▶ [ACTION ITEM] Copy out each line of the entries where the word "HeapId" is present.

Content starts

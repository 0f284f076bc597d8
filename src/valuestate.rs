use crate::dynvalue::{DynValue, HeapArena, HeapId};
use crate::ssa::{Instr, InstrKind, ValueId};
use std::collections::{BTreeMap, HashMap, HashSet};
use std::hash::Hash;
use std::rc::Rc;

/// Override chains longer than this are flattened into a fresh map.
const FLATTEN_BUDGET: u8 = 4;

/// A persistent map built from single-binding override cells rooted at a
/// flat hash map. `bind` is O(1) until the chain reaches the flatten
/// budget; `get` walks the chain.
#[derive(Debug, Clone)]
struct Chain<K, V> {
    node: Rc<Node<K, V>>,
}

#[derive(Debug)]
enum Node<K, V> {
    Flat(HashMap<K, V>),
    Bind {
        key: K,
        value: V,
        rest: Rc<Node<K, V>>,
        depth: u8,
    },
}

impl<K, V> Chain<K, V>
where
    K: Copy + Eq + Hash + Ord,
    V: Clone + PartialEq,
{
    fn new() -> Self {
        Chain {
            node: Rc::new(Node::Flat(HashMap::new())),
        }
    }

    fn get(&self, key: K) -> Option<&V> {
        let mut node = self.node.as_ref();
        loop {
            match node {
                Node::Flat(map) => return map.get(&key),
                Node::Bind {
                    key: bound,
                    value,
                    rest,
                    ..
                } => {
                    if *bound == key {
                        return Some(value);
                    }
                    node = rest.as_ref();
                }
            }
        }
    }

    fn depth(&self) -> u8 {
        match self.node.as_ref() {
            Node::Flat(_) => 0,
            Node::Bind { depth, .. } => *depth,
        }
    }

    fn bind(&self, key: K, value: V) -> Chain<K, V> {
        if self.get(key) == Some(&value) {
            return self.clone();
        }

        if self.depth() >= FLATTEN_BUDGET {
            let mut map = self.snapshot_map();
            map.insert(key, value);
            return Chain {
                node: Rc::new(Node::Flat(map)),
            };
        }

        Chain {
            node: Rc::new(Node::Bind {
                key,
                value,
                rest: self.node.clone(),
                depth: self.depth() + 1,
            }),
        }
    }

    fn remove(&self, key: K) -> Chain<K, V> {
        if self.get(key).is_none() {
            return self.clone();
        }

        let mut map = self.snapshot_map();
        map.remove(&key);
        Chain {
            node: Rc::new(Node::Flat(map)),
        }
    }

    fn snapshot_map(&self) -> HashMap<K, V> {
        let mut map = HashMap::new();
        let mut shadowed = HashSet::new();
        let mut node = self.node.as_ref();
        loop {
            match node {
                Node::Flat(flat) => {
                    for (key, value) in flat {
                        if !shadowed.contains(key) {
                            map.insert(*key, value.clone());
                        }
                    }
                    return map;
                }
                Node::Bind {
                    key, value, rest, ..
                } => {
                    if shadowed.insert(*key) {
                        map.insert(*key, value.clone());
                    }
                    node = rest.as_ref();
                }
            }
        }
    }

    fn snapshot(&self) -> BTreeMap<K, V> {
        self.snapshot_map().into_iter().collect()
    }
}

/// The value half of a path state: persistent maps from SSA value and
/// tracked heap object to abstract dynamic value. Binding `Unknown` is
/// equivalent to absence; neither map ever stores it.
#[derive(Debug, Clone)]
pub struct ValueState {
    regs: Chain<ValueId, DynValue>,
    heap: Chain<HeapId, DynValue>,
}

impl ValueState {
    pub fn new() -> Self {
        ValueState {
            regs: Chain::new(),
            heap: Chain::new(),
        }
    }

    pub fn get(&self, value: ValueId) -> Option<&DynValue> {
        self.regs.get(value)
    }

    pub fn bind(&self, value: ValueId, bound: DynValue) -> ValueState {
        let regs = if bound.is_unknown() {
            self.regs.remove(value)
        } else {
            self.regs.bind(value, bound)
        };

        ValueState {
            regs,
            heap: self.heap.clone(),
        }
    }

    pub fn get_heap(&self, heap: HeapId) -> Option<&DynValue> {
        self.heap.get(heap)
    }

    pub fn set_heap(&self, heap: HeapId, bound: DynValue) -> ValueState {
        let heap = if bound.is_unknown() {
            self.heap.remove(heap)
        } else {
            self.heap.bind(heap, bound)
        };

        ValueState {
            regs: self.regs.clone(),
            heap,
        }
    }

    /// Discards the SSA-value map but keeps the heap map. Used when
    /// crossing into a callee whose frame is distinct.
    pub fn limit_to_heap(&self) -> ValueState {
        ValueState {
            regs: Chain::new(),
            heap: self.heap.clone(),
        }
    }

    pub fn heap_snapshot(&self) -> BTreeMap<HeapId, DynValue> {
        self.heap.snapshot()
    }

    /// Equality on an observable set of SSA values plus the entire heap
    /// map.
    pub fn eq_on(&self, observed: &HashSet<ValueId>, other: &ValueState) -> bool {
        observed
            .iter()
            .all(|value| self.regs.get(*value) == other.regs.get(*value))
            && self.heap_snapshot() == other.heap_snapshot()
    }

    /// Applies the abstract semantics of a single SSA instruction.
    /// Calls and phis are handled by the walker and leave the state
    /// unchanged here.
    pub fn do_instr(&self, instr: &Instr, arena: &mut HeapArena) -> ValueState {
        match &instr.kind {
            InstrKind::Const(literal) => self.bind_result(instr, DynValue::Const(literal.clone())),
            InstrKind::Global(global) => self.bind_result(instr, DynValue::Global(*global)),
            InstrKind::ChangeType(operand) => {
                let value = self.value_of(*operand);
                self.bind_result(instr, value)
            }
            InstrKind::BinOp { op, lhs, rhs } => {
                let value = DynValue::binop(*op, &self.value_of(*lhs), &self.value_of(*rhs));
                self.bind_result(instr, value)
            }
            InstrKind::UnOp {
                op: crate::ssa::UnOp::Deref,
                operand,
            } => {
                let value = match self.value_of(*operand) {
                    DynValue::HeapPtr(heap) => {
                        self.get_heap(heap).cloned().unwrap_or(DynValue::Unknown)
                    }
                    _ => DynValue::Unknown,
                };
                self.bind_result(instr, value)
            }
            InstrKind::UnOp { op, operand } => {
                let value = DynValue::unop(*op, &self.value_of(*operand));
                self.bind_result(instr, value)
            }
            InstrKind::FieldAddr { base, field } => match self.value_of(*base) {
                DynValue::Global(global) => {
                    self.bind_result(instr, DynValue::FieldOfGlobal(global, field.clone()))
                }
                DynValue::HeapPtr(heap) => self.field_of_heap(instr, heap, field, arena),
                _ => self.bind_result(instr, DynValue::Unknown),
            },
            InstrKind::Store { addr, value } => {
                if let DynValue::HeapPtr(heap) = self.value_of(*addr) {
                    let stored = self.value_of(*value);
                    if !stored.is_unknown() {
                        return self.set_heap(heap, stored);
                    }
                }
                self.clone()
            }
            InstrKind::Phi(_) | InstrKind::Call { .. } => self.clone(),
        }
    }

    fn value_of(&self, value: ValueId) -> DynValue {
        self.get(value).cloned().unwrap_or(DynValue::Unknown)
    }

    fn bind_result(&self, instr: &Instr, value: DynValue) -> ValueState {
        match instr.result {
            Some(result) => self.bind(result, value),
            None => self.clone(),
        }
    }

    /// Models `&p.field` for a tracked heap cell: the cell's value is a
    /// struct of per-field heap objects, materialized on demand.
    fn field_of_heap(
        &self,
        instr: &Instr,
        heap: HeapId,
        field: &str,
        arena: &mut HeapArena,
    ) -> ValueState {
        match self.get_heap(heap) {
            Some(DynValue::HeapStruct(fields)) => {
                if let Some(child) = fields.get(field) {
                    return self.bind_result(instr, DynValue::HeapPtr(*child));
                }
                let mut fields = fields.clone();
                let label = format!("{}.{field}", arena.label(heap));
                let child = arena.alloc(&label);
                fields.insert(field.to_string(), child);
                self.set_heap(heap, DynValue::HeapStruct(fields))
                    .bind_result(instr, DynValue::HeapPtr(child))
            }
            None => {
                let label = format!("{}.{field}", arena.label(heap));
                let child = arena.alloc(&label);
                let mut fields = BTreeMap::new();
                fields.insert(field.to_string(), child);
                self.set_heap(heap, DynValue::HeapStruct(fields))
                    .bind_result(instr, DynValue::HeapPtr(child))
            }
            Some(_) => self.bind_result(instr, DynValue::Unknown),
        }
    }
}

impl Default for ValueState {
    fn default() -> Self {
        Self::new()
    }
}

#[cfg(test)]
mod tests {
    use super::*;
    use crate::ssa::{GlobalId, Literal};

    fn int(value: i128) -> DynValue {
        DynValue::Const(Literal::Int(value))
    }

    #[test]
    fn succeed_when_binding_and_reading_values() {
        // arrange
        let state = ValueState::new();

        // act
        let bound = state.bind(ValueId(0), int(1)).bind(ValueId(1), int(2));

        // assert
        assert_eq!(bound.get(ValueId(0)), Some(&int(1)));
        assert_eq!(bound.get(ValueId(1)), Some(&int(2)));
        assert_eq!(bound.get(ValueId(2)), None);
        // the original state is untouched
        assert_eq!(state.get(ValueId(0)), None);
    }

    #[test]
    fn succeed_when_chain_flattens_past_budget() {
        // arrange
        let mut state = ValueState::new();

        // act: exceed the override budget several times over
        for index in 0..20 {
            state = state.bind(ValueId(index), int(index as i128));
        }
        let rebound = state.bind(ValueId(0), int(-1));

        // assert
        for index in 1..20 {
            assert_eq!(state.get(ValueId(index)), Some(&int(index as i128)));
        }
        assert_eq!(rebound.get(ValueId(0)), Some(&int(-1)));
        assert_eq!(state.get(ValueId(0)), Some(&int(0)));
    }

    #[test]
    fn succeed_when_binding_unknown_removes() {
        // arrange
        let state = ValueState::new().bind(ValueId(3), int(7));

        // act
        let removed = state.bind(ValueId(3), DynValue::Unknown);

        // assert
        assert_eq!(removed.get(ValueId(3)), None);
    }

    #[test]
    fn succeed_when_extending_heap() {
        // arrange
        let mut arena = HeapArena::new();
        let cell = arena.alloc("curg");
        let state = ValueState::new();

        // act
        let bound = state.set_heap(cell, int(9));

        // assert
        assert_eq!(bound.get_heap(cell), Some(&int(9)));
        assert_eq!(state.get_heap(cell), None);
    }

    #[test]
    fn succeed_when_comparing_on_observable_set() {
        // arrange
        let mut arena = HeapArena::new();
        let cell = arena.alloc("curg");
        let observed: HashSet<ValueId> = [ValueId(0)].into_iter().collect();
        let left = ValueState::new().bind(ValueId(0), int(1)).bind(ValueId(1), int(2));
        let same = ValueState::new().bind(ValueId(0), int(1)).bind(ValueId(1), int(3));
        let different = ValueState::new().bind(ValueId(0), int(4));

        // act / assert: only the observable register and the heap matter
        assert!(left.eq_on(&observed, &same));
        assert!(!left.eq_on(&observed, &different));
        assert!(!left.eq_on(&observed, &same.set_heap(cell, int(0))));
    }

    #[test]
    fn succeed_when_limiting_to_heap() {
        // arrange
        let mut arena = HeapArena::new();
        let cell = arena.alloc("curg");
        let state = ValueState::new()
            .bind(ValueId(0), int(1))
            .set_heap(cell, DynValue::Global(GlobalId(0)));

        // act
        let limited = state.limit_to_heap();

        // assert
        assert_eq!(limited.get(ValueId(0)), None);
        assert_eq!(limited.get_heap(cell), Some(&DynValue::Global(GlobalId(0))));
    }

    #[test]
    fn succeed_when_taking_field_of_tracked_cell() {
        // arrange
        let mut arena = HeapArena::new();
        let cell = arena.alloc("g");
        let instr = Instr {
            result: Some(ValueId(1)),
            kind: InstrKind::FieldAddr {
                base: ValueId(0),
                field: "m".to_string(),
            },
            line: 1,
        };
        let state = ValueState::new().bind(ValueId(0), DynValue::HeapPtr(cell));

        // act
        let first = state.do_instr(&instr, &mut arena);
        let second = first
            .bind(ValueId(1), DynValue::Unknown)
            .do_instr(&instr, &mut arena);

        // assert: the same field child is reused
        let child = match first.get(ValueId(1)) {
            Some(DynValue::HeapPtr(child)) => *child,
            other => panic!("expected heap pointer, got {other:?}"),
        };
        assert_eq!(arena.label(child), "g.m");
        assert_eq!(second.get(ValueId(1)), Some(&DynValue::HeapPtr(child)));
    }
}
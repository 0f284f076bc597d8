use arguments::Arguments;
use clap::Parser;
use error::AnalysisError;
use log::{error, info};
use report::Report;
use simple_logger::SimpleLogger;
use std::fs;
use std::path::Path;
use std::process::ExitCode;
use std::thread;

mod arguments;
mod dynvalue;
mod error;
mod handlers;
mod html;
mod intern;
mod lexer;
mod lockgraph;
mod lockset;
mod parser;
mod report;
mod ssa;
mod stack;
mod valuestate;
mod walker;

/// The walker recurses along the deepest analyzable call chain, so it
/// runs on a thread with a large stack.
const WALKER_STACK_BYTES: usize = 256 * 1024 * 1024;

fn main() -> ExitCode {
    let _ = SimpleLogger::new().env().init();
    let arguments = Arguments::parse();

    match run(&arguments) {
        // finding cycles is not an error; only internal failures are
        Ok(()) => ExitCode::SUCCESS,
        Err(error) => {
            error!("{error}");
            ExitCode::FAILURE
        }
    }
}

fn run(arguments: &Arguments) -> Result<(), AnalysisError> {
    let program = ssa::load_program(&arguments.input)?;

    let entries = if arguments.entry.is_empty() {
        program.entries.clone()
    } else {
        let mut entries = Vec::new();
        for name in &arguments.entry {
            entries.push(
                program
                    .lookup_function(name)
                    .ok_or_else(|| AnalysisError::Resolve {
                        message: format!("unknown entry function '{name}'"),
                        line: 0,
                    })?,
            );
        }
        entries
    };
    if entries.is_empty() {
        return Err(AnalysisError::NoEntryPoints);
    }

    let mut result = thread::scope(|scope| {
        let walker = thread::Builder::new()
            .name("walker".to_string())
            .stack_size(WALKER_STACK_BYTES)
            .spawn_scoped(scope, || walker::run_analysis(&program, &entries))
            .map_err(AnalysisError::from)?;

        match walker.join() {
            Ok(result) => result,
            Err(panic) => std::panic::resume_unwind(panic),
        }
    })?;

    info!(
        "analysis interned {} lock classes over {} edges with {} warnings",
        result.intern.len(),
        result.graph.edge_count(),
        result.warnings
    );

    let report = Report::new(&program, &mut result);
    info!("{} lock cycles were identified", report.cycle_count());

    let stdout = std::io::stdout();
    report.write_text(&mut stdout.lock(), arguments.verbose)?;

    if arguments.graph {
        match fs::create_dir_all("output") {
            Ok(()) => fs::write("output/lockgraph.dot", report.render_dot())?,
            Err(err) => eprintln!("Failed to create directory {:?}: {}", "output", err),
        }
    }

    if let Some(dir) = &arguments.html {
        html::write_html(Path::new(dir), &report)?;
    }

    Ok(())
}
/// Returns `None` when the walk fails to converge or a phi lacks an
/// operand for a predecessor edge.
fn compute_control_flow_live(function: &Function) -> Option<Vec<HashSet<ValueId>>> {
    let block_count = function.blocks.len();
    let mut defs: HashMap<ValueId, &InstrKind> = HashMap::new();
    for block in &function.blocks {
        for instr in &block.instrs {
            if let Some(result) = instr.result {
                defs.insert(result, &instr.kind);
            }
        }
    }

    // transitive operand closure through pure instructions; phis, calls,
    // constants, and parameters are leaves
    let close = |seed: ValueId, set: &mut HashSet<ValueId>| {
        let mut worklist = vec![seed];
        while let Some(value) = worklist.pop() {
            if !set.insert(value) {
                continue;
            }
            match defs.get(&value) {
                Some(InstrKind::BinOp { lhs, rhs, .. }) => {
                    worklist.push(*lhs);
                    worklist.push(*rhs);
                }
                Some(InstrKind::UnOp { operand, .. }) | Some(InstrKind::ChangeType(operand)) => {
                    worklist.push(*operand);
                }
                Some(InstrKind::FieldAddr { base, .. }) => {
                    worklist.push(*base);
                }
                _ => {}
            }
        }
    };

    let mut live: Vec<HashSet<ValueId>> = vec![HashSet::new(); block_count];
    let max_rounds = block_count * function.value_names.len() + 8;
    let mut rounds = 0;

    loop {
        let mut changed = false;

        for index in (0..block_count).rev() {
            let block = &function.blocks[index];
            let mut set = HashSet::new();

            if let Terminator::CondBr { cond, .. } = &block.term {
                close(*cond, &mut set);
            }

            for succ in successors(&block.term) {
                let succ_block = &function.blocks[succ.0 as usize];
                for value in live[succ.0 as usize].clone() {
                    match phi_operand(succ_block, value, BlockId(index as u32)) {
                        PhiLookup::NotPhi => {
                            set.insert(value);
                        }
                        PhiLookup::Operand(operand) => close(operand, &mut set),
                        PhiLookup::MissingEdge => return None,
                    }
                }
            }

            if set != live[index] {
                live[index] = set;
                changed = true;
            }
        }

        if !changed {
            return Some(live);
        }
        rounds += 1;
        if rounds > max_rounds {
            return None;
        }
    }
}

Content ends

▶ [RESPONSE TO THIS EXERCISE]
use crate::dynvalue::{DynValue, HeapArena, HeapId};
    heap: Chain<HeapId, DynValue>,
    pub fn get_heap(&self, heap: HeapId) -> Option<&DynValue> {
    pub fn set_heap(&self, heap: HeapId, bound: DynValue) -> ValueState {
    pub fn heap_snapshot(&self) -> BTreeMap<HeapId, DynValue> {
        heap: HeapId,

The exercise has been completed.